(Information supplied begins)

use regex::Regex;
use serde::Serialize;

use crate::error::{Result, TesseraError};

/// Common misreads in shopping lists and what they should read.
const CORRECTIONS: &[(&str, &str)] = &[
    ("Oi", "Oil"),
    ("Potatc", "Potato"),
    ("0nion", "Onion"),
    ("Chines", "Chinese"),
    ("Chicken Bonles", "Chicken Boneless"),
    ("Bazal Leave", "Basil Leaves"),
    ("Casor", "Kasoor"),
    ("Capckm", "Capsicum"),
    ("Comber", "Cucumber"),
    ("Green Patta", "Green Leaves"),
    ("Salad Patta", "Salad Leaves"),
];

const MIN_LINE_CHARS: usize = 3;

/// One entry of a recognized shopping list.
#[derive(Debug, Clone, PartialEq, Eq, Serialize, utoipa::ToSchema)]
pub struct LineItem {
    pub itemname: String,
    /// Amount with unit and without whitespace (e.g. `2kg`); empty when the
    /// line carried no amount.
    pub quantity: String,
}

/// Turns recognized text into `{itemname, quantity}` records.
#[derive(Debug, Clone)]
pub struct LineItemExtractor {
    noise: Regex,
    item: Regex,
    whitespace: Regex,
    corrections: Vec<(Regex, &'static str)>,
}

fn compile(pattern: &str) -> Result<Regex> {
    Regex::new(pattern)
        .map_err(|e| TesseraError::Internal(format!("Invalid pattern '{pattern}': {e}")))
}

impl LineItemExtractor {
    pub fn new() -> Result<Self> {
        let corrections = CORRECTIONS
            .iter()
            .map(|(from, to)| {
                compile(&format!(r"(?i)\b{}\b", regex::escape(from))).map(|re| (re, *to))
            })
            .collect::<Result<Vec<_>>>()?;

        Ok(Self {
            noise: compile(r"[^\w\s.]+")?,
            item: compile(
                r"(?i)^(.*?)\s*(\d+(?:\.\d+)?(?:\s*(?:kg|g|gr|pkt|lit|can|piece|pieces|pcs))?)?(?:\s*V)?$",
            )?,
            whitespace: compile(r"\s+")?,
            corrections,
        })
    }

    /// Extract items line by line. Lines shorter than three characters are
    /// skipped; `+` and `,` separate several items on one line.
    pub fn extract(&self, text: &str) -> Vec<LineItem> {
        text.lines()
            .map(str::trim)
            .filter(|line| line.chars().count() >= MIN_LINE_CHARS)
            .flat_map(|line| line.split(['+', ',']))
            .map(str::trim)
            .filter(|part| !part.is_empty())
            .filter_map(|part| self.parse_item(part))
            .collect()
    }

    fn parse_item(&self, raw: &str) -> Option<LineItem> {
        let cleaned = self.noise.replace_all(raw, " ");
        let cleaned = cleaned.trim();
        if cleaned.is_empty() {
            return None;
        }

        let caps = self.item.captures(cleaned)?;
        let name = caps.get(1).map_or("", |m| m.as_str()).trim();
        let mut itemname = title_case(name);
        for (pattern, replacement) in &self.corrections {
            if pattern.is_match(&itemname) {
                itemname = pattern.replace_all(&itemname, *replacement).into_owned();
            }
        }

        let quantity = caps
            .get(2)
            .map(|m| self.whitespace.replace_all(m.as_str(), "").into_owned())
            .unwrap_or_default();

        (itemname.chars().count() > 1).then_some(LineItem { itemname, quantity })
    }
}

/// Uppercase the first letter of every alphabetic run and lowercase the rest,
/// so `0nion` becomes `0Nion` and `green PATTA` becomes `Green Patta`.
fn title_case(s: &str) -> String {
    let mut out = String::with_capacity(s.len());
    let mut prev_alpha = false;
    for c in s.chars() {
        if c.is_alphabetic() {
            if prev_alpha {
                out.extend(c.to_lowercase());
            } else {
                out.extend(c.to_uppercase());
            }
            prev_alpha = true;
        } else {
            out.push(c);
            prev_alpha = false;
        }
    }
    out
}
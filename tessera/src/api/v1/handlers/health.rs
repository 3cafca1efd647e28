use axum::extract::State;
use serde::Serialize;

use crate::api::state::AppState;
use crate::api::v1::response::ApiResponse;

/// Health data returned inside the v1 envelope.
#[derive(Debug, Clone, Serialize, utoipa::ToSchema)]
pub struct HealthData {
    pub status: String,
    pub version: String,
    pub engine: EngineStatus,
    pub load: LoadStatus,
}

#[derive(Debug, Clone, Serialize, utoipa::ToSchema)]
pub struct EngineStatus {
    pub name: String,
    pub status: String,
    pub languages: Vec<String>,
}

#[derive(Debug, Clone, Serialize, utoipa::ToSchema)]
#[serde(rename_all = "camelCase")]
pub struct LoadStatus {
    pub in_flight: usize,
    pub queued: usize,
    pub max_concurrent: usize,
    pub queue_depth: usize,
}

/// `GET /api/v1/health`
#[utoipa::path(
    get,
    path = "/api/v1/health",
    tag = "health",
    responses(
        (status = 200, description = "Service health status", body = HealthData),
    )
)]
pub async fn health_check(State(state): State<AppState>) -> ApiResponse<HealthData> {
    let adapter = state.pipeline.adapter();
    let admission = state.pipeline.admission();

    let (status, engine_status) = if adapter.is_available() {
        ("ok", "available")
    } else {
        ("degraded", "unavailable")
    };

    ApiResponse::success(HealthData {
        status: status.to_string(),
        version: env!("CARGO_PKG_VERSION").to_string(),
        engine: EngineStatus {
            name: adapter.engine_name().to_string(),
            status: engine_status.to_string(),
            languages: adapter.languages().to_vec(),
        },
        load: LoadStatus {
            in_flight: admission.in_flight(),
            queued: admission.queued(),
            max_concurrent: admission.max_concurrent(),
            queue_depth: admission.queue_depth(),
        },
    })
}
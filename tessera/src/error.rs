use axum::{
    http::StatusCode,
    response::{IntoResponse, Response},
    Json,
};
use serde_json::json;
use thiserror::Error;

#[derive(Error, Debug)]
pub enum TesseraError {
    #[error("Payload too large: {size} bytes (max {limit} bytes)")]
    PayloadTooLarge { size: usize, limit: usize },

    #[error("Unsupported format: {0}")]
    UnsupportedFormat(String),

    #[error("Decode error: {0}")]
    Decode(String),

    #[error("Unsupported language: {0}")]
    UnsupportedLanguage(String),

    #[error("Invalid segmentation mode: {0}")]
    InvalidSegmentationMode(String),

    #[error("Recognition failed: {0}")]
    Recognition(String),

    #[error("Recognition timed out after {0} ms")]
    RecognitionTimeout(u64),

    #[error("Deadline exceeded before {0}")]
    DeadlineExceeded(String),

    #[error("Service busy, retry later")]
    ServiceBusy,

    #[error("Request cancelled")]
    Cancelled,

    #[error("Validation error: {0}")]
    Validation(String),

    #[error("Internal server error: {0}")]
    Internal(String),
}

impl TesseraError {
    /// Stable machine-readable kind, used on the wire and in logs.
    pub fn kind(&self) -> &'static str {
        match self {
            TesseraError::PayloadTooLarge { .. } => "payload_too_large",
            TesseraError::UnsupportedFormat(_) => "unsupported_format",
            TesseraError::Decode(_) => "decode_error",
            TesseraError::UnsupportedLanguage(_) => "unsupported_language",
            TesseraError::InvalidSegmentationMode(_) => "invalid_segmentation_mode",
            TesseraError::Recognition(_) => "recognition_failure",
            TesseraError::RecognitionTimeout(_) => "recognition_timeout",
            TesseraError::DeadlineExceeded(_) => "deadline_exceeded",
            TesseraError::ServiceBusy => "service_busy",
            TesseraError::Cancelled => "cancelled",
            TesseraError::Validation(_) => "invalid_request",
            TesseraError::Internal(_) => "internal_error",
        }
    }

    pub fn status(&self) -> StatusCode {
        match self {
            TesseraError::PayloadTooLarge { .. } => StatusCode::PAYLOAD_TOO_LARGE,
            TesseraError::UnsupportedFormat(_) => StatusCode::UNSUPPORTED_MEDIA_TYPE,
            TesseraError::Decode(_) => StatusCode::UNPROCESSABLE_ENTITY,
            TesseraError::UnsupportedLanguage(_)
            | TesseraError::InvalidSegmentationMode(_)
            | TesseraError::Validation(_) => StatusCode::BAD_REQUEST,
            TesseraError::Recognition(_) => StatusCode::BAD_GATEWAY,
            TesseraError::RecognitionTimeout(_) | TesseraError::DeadlineExceeded(_) => {
                StatusCode::GATEWAY_TIMEOUT
            }
            TesseraError::ServiceBusy => StatusCode::SERVICE_UNAVAILABLE,
            TesseraError::Cancelled => StatusCode::REQUEST_TIMEOUT,
            TesseraError::Internal(_) => StatusCode::INTERNAL_SERVER_ERROR,
        }
    }
}

impl IntoResponse for TesseraError {
    fn into_response(self) -> Response {
        let status = self.status();
        let message = match &self {
            TesseraError::Internal(_) => {
                tracing::error!(error = %self, "Internal error");
                "An internal error occurred".to_string()
            }
            _ => self.to_string(),
        };

        let body = Json(json!({
            "error": {
                "code": self.kind(),
                "message": message,
            }
        }));

        (status, body).into_response()
    }
}

pub type Result<T> = std::result::Result<T, TesseraError>;

#[cfg(test)]
mod tests {
    use super::*;

    #[test]
    fn kinds_are_stable_snake_case() {
        assert_eq!(
            TesseraError::PayloadTooLarge { size: 2, limit: 1 }.kind(),
            "payload_too_large"
        );
        assert_eq!(
            TesseraError::UnsupportedFormat("x".into()).kind(),
            "unsupported_format"
        );
        assert_eq!(TesseraError::Decode("x".into()).kind(), "decode_error");
        assert_eq!(
            TesseraError::UnsupportedLanguage("klingon".into()).kind(),
            "unsupported_language"
        );
        assert_eq!(
            TesseraError::InvalidSegmentationMode("0".into()).kind(),
            "invalid_segmentation_mode"
        );
        assert_eq!(
            TesseraError::Recognition("boom".into()).kind(),
            "recognition_failure"
        );
        assert_eq!(
            TesseraError::RecognitionTimeout(10).kind(),
            "recognition_timeout"
        );
        assert_eq!(
            TesseraError::DeadlineExceeded("decoding".into()).kind(),
            "deadline_exceeded"
        );
        assert_eq!(TesseraError::ServiceBusy.kind(), "service_busy");
    }

    #[test]
    fn service_busy_is_backpressure_not_server_error() {
        assert_eq!(
            TesseraError::ServiceBusy.status(),
            StatusCode::SERVICE_UNAVAILABLE
        );
    }

    #[test]
    fn internal_errors_map_to_500() {
        assert_eq!(TesseraError::Internal("x".into()).kind(), "internal_error");
        assert_eq!(
            TesseraError::Internal("x".into()).status(),
            StatusCode::INTERNAL_SERVER_ERROR
        );
        assert_eq!(
            TesseraError::Validation("bad".into()).status(),
            StatusCode::BAD_REQUEST
        );
    }

    #[test]
    fn payload_too_large_message_mentions_sizes() {
        let msg = TesseraError::PayloadTooLarge {
            size: 2048,
            limit: 1024,
        }
        .to_string();
        assert!(msg.contains("2048"));
        assert!(msg.contains("1024"));
    }
}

(Information supplied ends)

## Directions
Each line of the entries that contains the word "false" should be listed.

## Reply to the task
    let mut prev_alpha = false;
            prev_alpha = false;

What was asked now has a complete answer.